简体   繁体   中英

Parsing A Complex, Multiline CSV File in C#

I have searched the site, and found multiple examples for how to accomplish C# parsing using a variety of methods...but have found none that can help me in this specific scenario. I have a complex CSV file that needs parsing. Here is a sampling of some of the header data...

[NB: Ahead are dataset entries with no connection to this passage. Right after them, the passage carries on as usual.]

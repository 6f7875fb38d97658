//! Sensor-conditioning filters
//!
//! Filters placed between a noisy sensor and a control loop's measurement
//! input. The loop never calls the filter (or vice versa); the periodic
//! caller composes them.

mod median;

pub use median::RollingMedian;
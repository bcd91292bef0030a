use std::sync::Arc;

use indexmap::IndexMap;
use tracing::warn;

use crate::{
    EngineConfig, ReportError, ReportWarning,
    catalog::{FieldDefinition, FieldKind, FieldRegistry, builtin_fields},
};

/// The selectable columns of an entity: built-ins first, then custom fields,
/// keyed by field key so duplicates are structurally impossible. Warnings
/// collected while resolving (partial catalog, shadowed custom keys) travel
/// with the catalog.
#[derive(Debug, Clone, Default)]
pub struct FieldCatalog {
    pub entity: String,
    fields: IndexMap<String, FieldDefinition>,
    pub warnings: Vec<ReportWarning>,
}

impl FieldCatalog {
    pub fn contains(&self, key: &str) -> bool {
        self.fields.contains_key(key)
    }

    pub fn get(&self, key: &str) -> Option<&FieldDefinition> {
        self.fields.get(key)
    }

    /// Fields in catalog order (built-ins first, custom fields after).
    pub fn fields(&self) -> impl Iterator<Item = &FieldDefinition> {
        self.fields.values()
    }

    pub fn keys(&self) -> Vec<String> {
        self.fields.keys().cloned().collect()
    }

    pub fn len(&self) -> usize {
        self.fields.len()
    }

    pub fn is_empty(&self) -> bool {
        self.fields.is_empty()
    }
}

/// Resolves the field catalog for an entity: the built-in table merged with
/// prefixed custom fields from the injected registry.
pub struct CatalogResolver {
    registry: Arc<dyn FieldRegistry>,
    config: EngineConfig,
}

impl CatalogResolver {
    pub fn new(registry: Arc<dyn FieldRegistry>) -> Self {
        Self::with_config(registry, EngineConfig::default())
    }

    pub fn with_config(registry: Arc<dyn FieldRegistry>, config: EngineConfig) -> Self {
        Self { registry, config }
    }

    /// Resolve the catalog for `entity`.
    ///
    /// Unknown entities are a hard error: an empty list would be
    /// indistinguishable from "no fields loaded yet". A registry failure is
    /// not: the catalog degrades to built-ins and carries a
    /// `PartialCatalog` warning.
    pub fn resolve(&self, entity: &str) -> Result<FieldCatalog, ReportError> {
        let built_ins = builtin_fields(entity)
            .ok_or_else(|| ReportError::UnknownEntity(entity.to_string()))?;

        let mut fields: IndexMap<String, FieldDefinition> = IndexMap::new();
        for def in built_ins {
            fields.insert(def.key.clone(), def.clone());
        }

        let mut warnings = Vec::new();
        match self.registry.list_fields(entity) {
            Ok(custom) => {
                for mut def in custom {
                    def.kind = FieldKind::Custom;
                    if !def.key.starts_with(&self.config.custom_field_prefix) {
                        def.key = format!("{}{}", self.config.custom_field_prefix, def.key);
                    }
                    if fields.contains_key(&def.key) {
                        warn!(entity, key = %def.key, "custom field shadows an existing field, skipping");
                        warnings.push(ReportWarning::ShadowedCustomField { key: def.key });
                        continue;
                    }
                    fields.insert(def.key.clone(), def);
                }
            }
            Err(err) => {
                warn!(entity, error = %err, "custom field registry unavailable, using built-ins only");
                warnings.push(ReportWarning::PartialCatalog {
                    entity: entity.to_string(),
                    detail: err.to_string(),
                });
            }
        }

        Ok(FieldCatalog {
            entity: entity.to_string(),
            fields,
            warnings,
        })
    }
}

REPORT TITLE,New Query,,,,,,,,,,,,,,,,,,,,,,,,,,,,,,,,,,,,,,,,
REPORT DESCRIPTION,,,,,,,,,,,,,,,,,,,,,,,,,,,,,,,,,,,,,,,,,
GENERATED,12/20/2019 7:33 AM ET,,,,,,,,,,,,,,,,,,,,,,,,,,,,,,,,,,,,,,,,
,,,,,,,,,,,,,,,,,,,,,,,,,,,,,,,,,,,,,,,,,
Client Name,Client A,,,,,,,,,,,,,,,,,,,,,,,,,,,,,,,,,,,,,,,,
,,,,,,,,,,,,,,,,,,,,,,,,,,,,,,,,,,,,,,,,,
Time Frame,Last Completed Period,,,,,,,,,,,,,,,,,,,,,,,,,,,,,,,,,,,,,,,,
,Calendar year,,,,,,,,,,,,,,,,,,,,,,,,,,,,,,,,,,,,,,,,
,,,,,,,,,,,,,,,,,,,,,,,,,,,,,,,,,,,,,,,,,
Received Date,Custom,,,,,,,,,,,,,,,,,,,,,,,,,,,,,,,,,,,,,,,,
,01/01/2015 - 12/31/2015,,,,,,,,,,,,,,,,,,,,,,,,,,,,,,,,,,,,,,,,
,,,,,,,,,,,,,,,,,,,,,,,,,,,,,,,,,,,,,,,,,
Service Date,Custom,,,,,,,,,,,,,,,,,,,,,,,,,,,,,,,,,,,,,,,,
,01/01/2015 - 12/31/2015,,,,,,,,,,,,,,,,,,,,,,,,,,,,,,,,,,,,,,,,
,,,,,,,,,,,,,,,,,,,,,,,,,,,,,,,,,,,,,,,,,
,,,,,,,,,,,,,,,,,,,,,,,,,,,,,,,,,,,,,,,,,
Adjustments,CHOICE(S),,,,,,,,,,,,,,,,,,,,,,,,,,,,,,,,,,,,,,,,
,Phone Calibration,,,,,,,,,,,,,,,,,,,,,,,,,,,,,,,,,,,,,,,,
,,,,,,,,,,,,,,,,,,,,,,,,,,,,,,,,,,,,,,,,,
View,N/A,,,,,,,,,,,,,,,,,,,,,,,,,,,,,,,,,,,,,,,,
,,,,,,,,,,,,,,,,,,,,,,,,,,,,,,,,,,,,,,,,,
SERVICE LINE,Service Line Example A,,,,,,,,,,,,,,,,,,,,,,,,,,,,,,,,,,,,,,,,
,,,,,,,,,,,,,,,,,,,,,,,,,,,,,,,,,,,,,,,,,
SITE,General 1,,,,,,,,,,,,,,,,,,,,,,,,,,,,,,,,,,,,,,,,
,General 2,,,,,,,,,,,,,,,,,,,,,,,,,,,,,,,,,,,,,,,,
,General 3,,,,,,,,,,,,,,,,,,,,,,,,,,,,,,,,,,,,,,,,
,General 4,,,,,,,,,,,,,,,,,,,,,,,,,,,,,,,,,,,,,,,,
,General 5,,,,,,,,,,,,,,,,,,,,,,,,,,,,,,,,,,,,,,,,
,General 7,,,,,,,,,,,,,,,,,,,,,,,,,,,,,,,,,,,,,,,,
,,,,,,,,,,,,,,,,,,,,,,,,,,,,,,,,,,,,,,,,,
FILTER,CHOICE(S),,,,,,,,,,,,,,,,,,,,,,,,,,,,,,,,,,,,,,,,
Client ID,'00001',,,,,,,,,,,,,,,,,,,,,,,,,,,,,,,,,,,,,,,,
,'00002',,,,,,,,,,,,,,,,,,,,,,,,,,,,,,,,,,,,,,,,
,'00003',,,,,,,,,,,,,,,,,,,,,,,,,,,,,,,,,,,,,,,,
,'00004',,,,,,,,,,,,,,,,,,,,,,,,,,,,,,,,,,,,,,,,
,'00005',,,,,,,,,,,,,,,,,,,,,,,,,,,,,,,,,,,,,,,,
,'00006',,,,,,,,,,,,,,,,,,,,,,,,,,,,,,,,,,,,,,,,
,,,,,,,,,,,,,,,,,,,,,,,,,,,,,,,,,,,,,,,,,

There is NOTHING I can do about the formatting of the CSV file, as it is part of a legacy system. The 40 commas placed at the end of each row, as well as those used as row separators, are placed by the system.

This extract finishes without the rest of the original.